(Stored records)
···

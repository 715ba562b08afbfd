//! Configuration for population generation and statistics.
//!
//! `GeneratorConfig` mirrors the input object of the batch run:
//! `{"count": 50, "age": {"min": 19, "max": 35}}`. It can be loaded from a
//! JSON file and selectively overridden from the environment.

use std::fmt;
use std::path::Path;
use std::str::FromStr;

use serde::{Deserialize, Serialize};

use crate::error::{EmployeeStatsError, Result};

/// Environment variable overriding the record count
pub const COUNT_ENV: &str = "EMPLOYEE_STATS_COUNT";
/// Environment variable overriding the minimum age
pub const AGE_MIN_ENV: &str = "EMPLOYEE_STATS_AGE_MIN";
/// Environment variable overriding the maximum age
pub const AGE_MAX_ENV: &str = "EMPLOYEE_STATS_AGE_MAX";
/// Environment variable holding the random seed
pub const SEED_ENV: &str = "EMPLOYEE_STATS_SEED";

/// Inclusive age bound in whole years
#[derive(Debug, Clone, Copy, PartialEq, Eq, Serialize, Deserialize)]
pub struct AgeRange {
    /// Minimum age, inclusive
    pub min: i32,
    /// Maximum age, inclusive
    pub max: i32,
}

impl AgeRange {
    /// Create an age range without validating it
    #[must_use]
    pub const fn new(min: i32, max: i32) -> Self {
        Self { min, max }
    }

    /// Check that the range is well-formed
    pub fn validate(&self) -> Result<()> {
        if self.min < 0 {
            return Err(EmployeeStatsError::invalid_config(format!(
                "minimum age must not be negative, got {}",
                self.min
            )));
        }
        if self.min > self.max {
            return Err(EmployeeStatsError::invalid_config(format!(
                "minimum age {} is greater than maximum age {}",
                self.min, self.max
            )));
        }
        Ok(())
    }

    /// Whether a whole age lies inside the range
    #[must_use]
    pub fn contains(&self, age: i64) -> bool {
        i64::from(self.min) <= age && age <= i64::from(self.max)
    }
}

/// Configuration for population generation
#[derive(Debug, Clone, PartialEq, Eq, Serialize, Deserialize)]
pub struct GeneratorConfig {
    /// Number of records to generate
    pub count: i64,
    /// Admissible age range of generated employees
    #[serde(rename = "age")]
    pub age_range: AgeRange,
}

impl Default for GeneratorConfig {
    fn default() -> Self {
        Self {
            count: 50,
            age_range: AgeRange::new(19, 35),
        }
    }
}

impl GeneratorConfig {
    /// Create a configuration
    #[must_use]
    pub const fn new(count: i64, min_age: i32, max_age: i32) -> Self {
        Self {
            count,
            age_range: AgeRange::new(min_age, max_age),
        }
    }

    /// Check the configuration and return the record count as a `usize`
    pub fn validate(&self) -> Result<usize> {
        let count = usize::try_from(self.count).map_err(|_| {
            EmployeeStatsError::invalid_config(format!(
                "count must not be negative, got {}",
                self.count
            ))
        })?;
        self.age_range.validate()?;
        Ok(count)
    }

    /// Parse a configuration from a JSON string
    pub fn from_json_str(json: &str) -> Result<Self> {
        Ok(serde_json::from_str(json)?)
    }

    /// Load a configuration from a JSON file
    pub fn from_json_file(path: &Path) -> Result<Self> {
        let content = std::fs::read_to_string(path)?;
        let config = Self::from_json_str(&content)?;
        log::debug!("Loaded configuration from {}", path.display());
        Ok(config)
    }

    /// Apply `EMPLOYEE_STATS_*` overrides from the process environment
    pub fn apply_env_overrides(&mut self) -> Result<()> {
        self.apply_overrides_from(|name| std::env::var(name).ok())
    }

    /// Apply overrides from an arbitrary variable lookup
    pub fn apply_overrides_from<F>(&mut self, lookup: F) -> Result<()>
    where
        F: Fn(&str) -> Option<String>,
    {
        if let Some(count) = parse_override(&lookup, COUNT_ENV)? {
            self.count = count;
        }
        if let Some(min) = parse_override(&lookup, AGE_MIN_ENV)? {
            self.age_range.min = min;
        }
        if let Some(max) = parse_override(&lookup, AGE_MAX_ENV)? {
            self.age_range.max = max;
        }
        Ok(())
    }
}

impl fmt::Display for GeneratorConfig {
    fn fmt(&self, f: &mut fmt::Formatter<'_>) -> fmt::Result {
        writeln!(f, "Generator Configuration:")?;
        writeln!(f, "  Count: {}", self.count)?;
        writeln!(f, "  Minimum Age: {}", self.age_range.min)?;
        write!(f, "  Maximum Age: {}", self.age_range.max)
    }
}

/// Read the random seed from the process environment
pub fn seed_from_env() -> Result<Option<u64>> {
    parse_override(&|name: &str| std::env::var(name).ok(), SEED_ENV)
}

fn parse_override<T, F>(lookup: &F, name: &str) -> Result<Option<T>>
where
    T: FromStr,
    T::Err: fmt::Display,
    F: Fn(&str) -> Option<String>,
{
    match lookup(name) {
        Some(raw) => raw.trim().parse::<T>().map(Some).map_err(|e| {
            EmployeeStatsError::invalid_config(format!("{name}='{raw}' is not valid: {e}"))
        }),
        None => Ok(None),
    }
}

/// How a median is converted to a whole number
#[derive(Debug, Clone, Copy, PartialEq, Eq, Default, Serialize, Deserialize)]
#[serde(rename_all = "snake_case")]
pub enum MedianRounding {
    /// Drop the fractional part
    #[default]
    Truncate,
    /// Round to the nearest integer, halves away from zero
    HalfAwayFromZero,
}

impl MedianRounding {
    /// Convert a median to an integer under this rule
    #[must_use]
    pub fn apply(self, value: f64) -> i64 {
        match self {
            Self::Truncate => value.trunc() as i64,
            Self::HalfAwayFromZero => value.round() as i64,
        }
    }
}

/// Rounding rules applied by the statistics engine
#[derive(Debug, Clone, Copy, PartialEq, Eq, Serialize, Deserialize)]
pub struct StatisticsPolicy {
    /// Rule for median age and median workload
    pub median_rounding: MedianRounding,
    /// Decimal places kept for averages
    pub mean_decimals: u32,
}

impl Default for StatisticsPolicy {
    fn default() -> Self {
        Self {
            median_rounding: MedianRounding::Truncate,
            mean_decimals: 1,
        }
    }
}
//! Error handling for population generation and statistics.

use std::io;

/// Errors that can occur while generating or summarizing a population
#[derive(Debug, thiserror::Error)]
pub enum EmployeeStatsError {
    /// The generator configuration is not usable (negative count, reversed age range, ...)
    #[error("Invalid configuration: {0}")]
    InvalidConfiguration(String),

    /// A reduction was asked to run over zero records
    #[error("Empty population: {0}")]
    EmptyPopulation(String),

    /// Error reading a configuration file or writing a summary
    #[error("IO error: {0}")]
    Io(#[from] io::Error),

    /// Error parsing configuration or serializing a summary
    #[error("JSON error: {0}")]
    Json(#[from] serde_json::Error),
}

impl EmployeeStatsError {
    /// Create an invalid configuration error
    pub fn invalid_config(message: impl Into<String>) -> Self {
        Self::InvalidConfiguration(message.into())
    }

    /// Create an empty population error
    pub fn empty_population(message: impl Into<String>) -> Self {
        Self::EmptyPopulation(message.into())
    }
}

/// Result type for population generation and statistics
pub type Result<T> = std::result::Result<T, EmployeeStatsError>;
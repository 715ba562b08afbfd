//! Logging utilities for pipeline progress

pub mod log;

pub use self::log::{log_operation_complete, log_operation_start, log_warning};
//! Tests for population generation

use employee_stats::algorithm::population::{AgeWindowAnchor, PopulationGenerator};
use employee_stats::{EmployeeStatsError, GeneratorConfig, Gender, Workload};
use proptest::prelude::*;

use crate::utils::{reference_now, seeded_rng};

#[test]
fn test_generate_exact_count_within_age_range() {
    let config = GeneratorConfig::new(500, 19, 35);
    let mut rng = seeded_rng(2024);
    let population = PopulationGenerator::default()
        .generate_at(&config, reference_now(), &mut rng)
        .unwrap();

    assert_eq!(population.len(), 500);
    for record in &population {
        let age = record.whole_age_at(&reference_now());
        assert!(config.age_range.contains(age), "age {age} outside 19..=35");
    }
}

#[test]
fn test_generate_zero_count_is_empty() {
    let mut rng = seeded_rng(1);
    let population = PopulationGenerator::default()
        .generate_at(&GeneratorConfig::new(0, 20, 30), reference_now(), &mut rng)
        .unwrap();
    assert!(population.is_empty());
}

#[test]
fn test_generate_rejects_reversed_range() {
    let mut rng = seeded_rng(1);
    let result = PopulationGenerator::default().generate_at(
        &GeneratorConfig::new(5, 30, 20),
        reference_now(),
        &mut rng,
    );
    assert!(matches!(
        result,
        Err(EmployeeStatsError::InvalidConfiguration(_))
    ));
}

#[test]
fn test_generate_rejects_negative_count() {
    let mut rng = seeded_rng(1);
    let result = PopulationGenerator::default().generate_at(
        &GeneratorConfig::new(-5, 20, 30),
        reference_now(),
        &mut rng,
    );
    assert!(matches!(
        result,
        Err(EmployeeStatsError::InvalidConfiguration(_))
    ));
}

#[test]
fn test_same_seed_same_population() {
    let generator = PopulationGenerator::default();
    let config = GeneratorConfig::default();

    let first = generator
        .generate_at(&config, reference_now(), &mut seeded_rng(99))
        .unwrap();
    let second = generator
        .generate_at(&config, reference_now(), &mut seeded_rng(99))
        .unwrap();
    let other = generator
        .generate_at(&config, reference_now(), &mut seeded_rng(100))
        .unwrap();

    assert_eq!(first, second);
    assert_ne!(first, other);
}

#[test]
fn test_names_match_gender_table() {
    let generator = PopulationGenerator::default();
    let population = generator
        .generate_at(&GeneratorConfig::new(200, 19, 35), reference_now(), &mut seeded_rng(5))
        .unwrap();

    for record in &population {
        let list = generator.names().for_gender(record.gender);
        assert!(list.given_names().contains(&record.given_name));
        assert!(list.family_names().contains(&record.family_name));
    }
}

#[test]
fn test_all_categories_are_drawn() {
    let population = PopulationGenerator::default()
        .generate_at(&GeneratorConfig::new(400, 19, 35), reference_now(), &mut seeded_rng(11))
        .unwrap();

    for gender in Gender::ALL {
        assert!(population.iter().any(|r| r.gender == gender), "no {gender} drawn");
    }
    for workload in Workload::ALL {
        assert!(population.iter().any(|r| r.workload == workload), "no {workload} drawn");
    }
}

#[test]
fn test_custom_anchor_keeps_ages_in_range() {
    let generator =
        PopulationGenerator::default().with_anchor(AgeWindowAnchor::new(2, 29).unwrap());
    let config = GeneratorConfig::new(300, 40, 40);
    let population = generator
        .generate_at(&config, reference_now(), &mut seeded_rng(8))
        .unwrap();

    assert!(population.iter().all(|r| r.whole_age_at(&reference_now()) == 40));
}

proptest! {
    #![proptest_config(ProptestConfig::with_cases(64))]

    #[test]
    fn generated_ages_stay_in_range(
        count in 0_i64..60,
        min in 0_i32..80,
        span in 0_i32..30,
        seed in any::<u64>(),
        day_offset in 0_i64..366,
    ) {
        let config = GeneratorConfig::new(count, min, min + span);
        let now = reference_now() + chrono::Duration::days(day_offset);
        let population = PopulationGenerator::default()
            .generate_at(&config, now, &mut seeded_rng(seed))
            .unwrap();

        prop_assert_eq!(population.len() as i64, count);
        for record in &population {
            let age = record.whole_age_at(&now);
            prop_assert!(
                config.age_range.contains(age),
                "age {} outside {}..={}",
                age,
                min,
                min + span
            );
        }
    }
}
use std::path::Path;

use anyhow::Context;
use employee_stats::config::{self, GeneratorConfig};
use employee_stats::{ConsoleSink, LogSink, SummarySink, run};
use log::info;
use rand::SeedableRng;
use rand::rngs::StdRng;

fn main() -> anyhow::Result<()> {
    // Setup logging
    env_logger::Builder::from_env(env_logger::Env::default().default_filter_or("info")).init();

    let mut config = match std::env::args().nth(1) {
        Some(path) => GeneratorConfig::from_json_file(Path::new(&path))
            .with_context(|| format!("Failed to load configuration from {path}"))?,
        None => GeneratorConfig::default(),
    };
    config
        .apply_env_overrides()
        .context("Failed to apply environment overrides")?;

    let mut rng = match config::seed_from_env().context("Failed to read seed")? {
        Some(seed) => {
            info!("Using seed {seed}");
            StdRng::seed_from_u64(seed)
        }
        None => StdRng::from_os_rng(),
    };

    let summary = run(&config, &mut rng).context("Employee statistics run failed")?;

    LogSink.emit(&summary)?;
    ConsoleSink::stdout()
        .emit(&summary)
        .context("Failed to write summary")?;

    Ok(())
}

···

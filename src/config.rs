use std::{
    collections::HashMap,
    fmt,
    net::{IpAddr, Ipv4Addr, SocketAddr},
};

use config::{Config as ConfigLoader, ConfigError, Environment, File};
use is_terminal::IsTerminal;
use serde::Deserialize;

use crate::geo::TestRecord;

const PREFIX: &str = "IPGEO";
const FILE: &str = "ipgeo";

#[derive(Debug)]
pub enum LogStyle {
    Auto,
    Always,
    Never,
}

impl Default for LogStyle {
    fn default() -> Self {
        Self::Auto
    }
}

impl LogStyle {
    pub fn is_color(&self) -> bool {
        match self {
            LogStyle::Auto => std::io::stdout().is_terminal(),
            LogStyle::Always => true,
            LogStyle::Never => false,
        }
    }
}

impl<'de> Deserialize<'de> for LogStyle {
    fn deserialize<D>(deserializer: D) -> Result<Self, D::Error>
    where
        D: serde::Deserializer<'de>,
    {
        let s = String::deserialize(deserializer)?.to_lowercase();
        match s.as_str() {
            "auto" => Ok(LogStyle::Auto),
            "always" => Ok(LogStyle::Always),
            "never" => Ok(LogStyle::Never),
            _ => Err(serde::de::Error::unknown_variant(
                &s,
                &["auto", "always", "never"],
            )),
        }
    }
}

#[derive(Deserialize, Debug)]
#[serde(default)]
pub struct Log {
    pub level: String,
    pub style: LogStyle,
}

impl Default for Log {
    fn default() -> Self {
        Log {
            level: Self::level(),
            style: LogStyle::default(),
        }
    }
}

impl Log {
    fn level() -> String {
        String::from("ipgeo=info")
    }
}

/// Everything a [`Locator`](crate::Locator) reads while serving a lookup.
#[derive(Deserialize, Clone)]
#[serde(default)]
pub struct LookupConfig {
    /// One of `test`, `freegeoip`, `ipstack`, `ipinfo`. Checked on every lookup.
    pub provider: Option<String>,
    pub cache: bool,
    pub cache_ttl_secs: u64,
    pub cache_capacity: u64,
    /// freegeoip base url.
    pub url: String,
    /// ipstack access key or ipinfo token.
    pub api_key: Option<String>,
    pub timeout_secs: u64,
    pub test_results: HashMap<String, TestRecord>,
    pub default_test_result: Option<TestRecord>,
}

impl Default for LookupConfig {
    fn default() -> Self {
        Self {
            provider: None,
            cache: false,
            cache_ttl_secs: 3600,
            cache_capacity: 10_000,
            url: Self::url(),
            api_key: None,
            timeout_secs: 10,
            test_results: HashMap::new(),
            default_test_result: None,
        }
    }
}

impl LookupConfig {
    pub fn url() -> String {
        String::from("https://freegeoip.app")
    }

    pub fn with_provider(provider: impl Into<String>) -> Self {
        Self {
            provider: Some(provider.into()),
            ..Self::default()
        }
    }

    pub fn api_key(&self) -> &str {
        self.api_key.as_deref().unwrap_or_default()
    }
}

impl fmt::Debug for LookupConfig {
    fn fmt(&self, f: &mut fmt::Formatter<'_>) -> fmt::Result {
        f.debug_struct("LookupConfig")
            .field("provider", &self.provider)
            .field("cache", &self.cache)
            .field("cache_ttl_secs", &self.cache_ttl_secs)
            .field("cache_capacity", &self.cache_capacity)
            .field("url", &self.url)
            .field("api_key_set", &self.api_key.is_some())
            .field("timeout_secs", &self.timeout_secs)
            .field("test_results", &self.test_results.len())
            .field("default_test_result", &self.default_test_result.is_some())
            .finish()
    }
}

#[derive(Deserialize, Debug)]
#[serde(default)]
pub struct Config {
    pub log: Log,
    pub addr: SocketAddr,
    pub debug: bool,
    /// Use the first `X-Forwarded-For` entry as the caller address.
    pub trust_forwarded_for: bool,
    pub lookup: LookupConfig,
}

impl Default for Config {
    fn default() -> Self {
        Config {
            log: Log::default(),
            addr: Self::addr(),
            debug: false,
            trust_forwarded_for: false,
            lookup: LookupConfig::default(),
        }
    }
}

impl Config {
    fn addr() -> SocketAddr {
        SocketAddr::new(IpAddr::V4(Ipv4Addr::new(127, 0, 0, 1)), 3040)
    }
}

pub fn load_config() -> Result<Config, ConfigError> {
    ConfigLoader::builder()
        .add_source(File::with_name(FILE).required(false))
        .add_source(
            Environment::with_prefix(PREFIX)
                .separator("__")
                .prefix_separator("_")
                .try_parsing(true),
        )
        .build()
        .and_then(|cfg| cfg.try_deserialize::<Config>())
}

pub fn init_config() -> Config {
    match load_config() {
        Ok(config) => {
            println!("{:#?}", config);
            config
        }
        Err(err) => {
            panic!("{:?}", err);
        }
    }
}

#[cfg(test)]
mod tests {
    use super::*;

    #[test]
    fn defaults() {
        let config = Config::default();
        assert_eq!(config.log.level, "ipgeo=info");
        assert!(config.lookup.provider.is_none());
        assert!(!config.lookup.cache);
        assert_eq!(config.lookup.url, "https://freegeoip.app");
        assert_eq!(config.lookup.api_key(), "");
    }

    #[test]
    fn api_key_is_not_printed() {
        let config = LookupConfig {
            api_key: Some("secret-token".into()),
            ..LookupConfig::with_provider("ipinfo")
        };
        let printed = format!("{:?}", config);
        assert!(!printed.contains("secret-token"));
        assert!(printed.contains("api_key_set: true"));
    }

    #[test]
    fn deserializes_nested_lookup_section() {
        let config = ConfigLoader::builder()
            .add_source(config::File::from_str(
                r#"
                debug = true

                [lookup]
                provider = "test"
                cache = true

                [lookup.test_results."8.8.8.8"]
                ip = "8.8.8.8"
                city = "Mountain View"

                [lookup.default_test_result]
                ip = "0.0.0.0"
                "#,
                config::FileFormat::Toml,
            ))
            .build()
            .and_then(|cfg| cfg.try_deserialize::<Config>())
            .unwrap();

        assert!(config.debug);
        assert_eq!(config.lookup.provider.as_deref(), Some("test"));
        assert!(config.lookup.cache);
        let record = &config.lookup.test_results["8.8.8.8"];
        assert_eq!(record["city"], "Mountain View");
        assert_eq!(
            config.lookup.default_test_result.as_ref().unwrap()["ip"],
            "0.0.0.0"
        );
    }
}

···

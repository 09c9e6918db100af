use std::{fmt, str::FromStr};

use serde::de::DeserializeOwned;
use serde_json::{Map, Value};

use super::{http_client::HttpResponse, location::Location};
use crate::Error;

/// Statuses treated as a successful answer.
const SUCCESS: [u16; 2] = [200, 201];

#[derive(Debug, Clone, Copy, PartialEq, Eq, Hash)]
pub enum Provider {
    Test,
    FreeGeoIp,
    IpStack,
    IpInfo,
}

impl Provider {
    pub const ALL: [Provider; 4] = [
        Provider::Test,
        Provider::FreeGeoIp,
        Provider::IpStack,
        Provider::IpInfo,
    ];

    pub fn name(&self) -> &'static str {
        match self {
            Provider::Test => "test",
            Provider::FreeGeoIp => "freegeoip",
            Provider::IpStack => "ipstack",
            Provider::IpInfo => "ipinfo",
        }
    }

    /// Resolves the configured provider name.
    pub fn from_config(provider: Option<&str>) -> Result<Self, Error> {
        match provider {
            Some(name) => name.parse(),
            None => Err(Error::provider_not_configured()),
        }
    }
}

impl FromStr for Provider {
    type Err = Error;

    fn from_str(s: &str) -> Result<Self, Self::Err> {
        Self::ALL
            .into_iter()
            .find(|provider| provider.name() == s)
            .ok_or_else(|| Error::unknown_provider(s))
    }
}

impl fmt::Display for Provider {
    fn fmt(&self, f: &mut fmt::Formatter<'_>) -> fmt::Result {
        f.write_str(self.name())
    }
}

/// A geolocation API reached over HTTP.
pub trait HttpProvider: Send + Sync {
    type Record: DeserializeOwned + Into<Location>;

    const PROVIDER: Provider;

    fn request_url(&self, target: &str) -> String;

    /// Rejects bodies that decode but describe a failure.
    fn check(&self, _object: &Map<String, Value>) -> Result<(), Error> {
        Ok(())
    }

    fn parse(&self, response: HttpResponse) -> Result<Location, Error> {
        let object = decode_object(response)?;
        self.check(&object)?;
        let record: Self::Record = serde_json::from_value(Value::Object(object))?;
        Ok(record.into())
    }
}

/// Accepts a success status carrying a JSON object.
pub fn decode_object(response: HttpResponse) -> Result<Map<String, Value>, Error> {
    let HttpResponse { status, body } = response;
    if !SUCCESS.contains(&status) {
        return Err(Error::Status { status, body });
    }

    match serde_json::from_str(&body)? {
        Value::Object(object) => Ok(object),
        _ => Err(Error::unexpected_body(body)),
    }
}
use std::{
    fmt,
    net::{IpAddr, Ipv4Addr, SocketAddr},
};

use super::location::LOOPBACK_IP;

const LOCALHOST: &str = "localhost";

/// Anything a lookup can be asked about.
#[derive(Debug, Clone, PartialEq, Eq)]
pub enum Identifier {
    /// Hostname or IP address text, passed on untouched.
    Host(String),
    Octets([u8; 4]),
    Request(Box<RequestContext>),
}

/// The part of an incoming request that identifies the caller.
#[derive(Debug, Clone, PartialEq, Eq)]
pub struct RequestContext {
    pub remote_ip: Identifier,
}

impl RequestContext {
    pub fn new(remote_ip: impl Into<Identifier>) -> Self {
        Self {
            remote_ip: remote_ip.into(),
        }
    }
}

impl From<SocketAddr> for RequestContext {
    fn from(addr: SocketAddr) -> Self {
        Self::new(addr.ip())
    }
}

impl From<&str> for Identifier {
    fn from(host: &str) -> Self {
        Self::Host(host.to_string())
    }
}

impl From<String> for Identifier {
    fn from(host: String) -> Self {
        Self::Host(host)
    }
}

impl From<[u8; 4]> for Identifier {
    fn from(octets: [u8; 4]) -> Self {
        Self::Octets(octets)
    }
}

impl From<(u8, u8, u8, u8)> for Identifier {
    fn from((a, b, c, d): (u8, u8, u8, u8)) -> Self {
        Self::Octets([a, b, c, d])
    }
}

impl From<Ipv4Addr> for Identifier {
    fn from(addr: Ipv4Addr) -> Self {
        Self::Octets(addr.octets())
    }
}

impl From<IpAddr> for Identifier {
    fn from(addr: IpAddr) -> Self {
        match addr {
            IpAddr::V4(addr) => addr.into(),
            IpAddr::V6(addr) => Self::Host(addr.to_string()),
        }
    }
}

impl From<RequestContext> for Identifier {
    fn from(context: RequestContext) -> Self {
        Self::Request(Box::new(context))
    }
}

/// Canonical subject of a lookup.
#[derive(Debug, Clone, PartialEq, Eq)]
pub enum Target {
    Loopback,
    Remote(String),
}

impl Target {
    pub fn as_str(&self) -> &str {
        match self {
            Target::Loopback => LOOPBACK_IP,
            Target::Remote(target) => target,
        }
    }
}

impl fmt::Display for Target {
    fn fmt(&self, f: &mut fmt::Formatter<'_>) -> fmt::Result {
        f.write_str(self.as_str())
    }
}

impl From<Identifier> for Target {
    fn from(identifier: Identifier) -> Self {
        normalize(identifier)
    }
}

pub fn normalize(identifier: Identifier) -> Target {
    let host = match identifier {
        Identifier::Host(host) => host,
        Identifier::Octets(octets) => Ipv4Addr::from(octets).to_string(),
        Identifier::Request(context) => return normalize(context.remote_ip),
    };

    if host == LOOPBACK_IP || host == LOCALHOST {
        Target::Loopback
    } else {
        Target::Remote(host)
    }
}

···

WHAT YOU HAVE TO DO:
Among the lines above, repeat exactly those from the line with "f.write_str(self.name())" to the line with "describe a failure.", counting both ends.

SOLUTION TO THE PROBLEM:
        f.write_str(self.name())
    }
}

/// A geolocation API reached over HTTP.
pub trait HttpProvider: Send + Sync {
    type Record: DeserializeOwned + Into<Location>;

    const PROVIDER: Provider;

    fn request_url(&self, target: &str) -> String;

    /// Rejects bodies that decode but describe a failure.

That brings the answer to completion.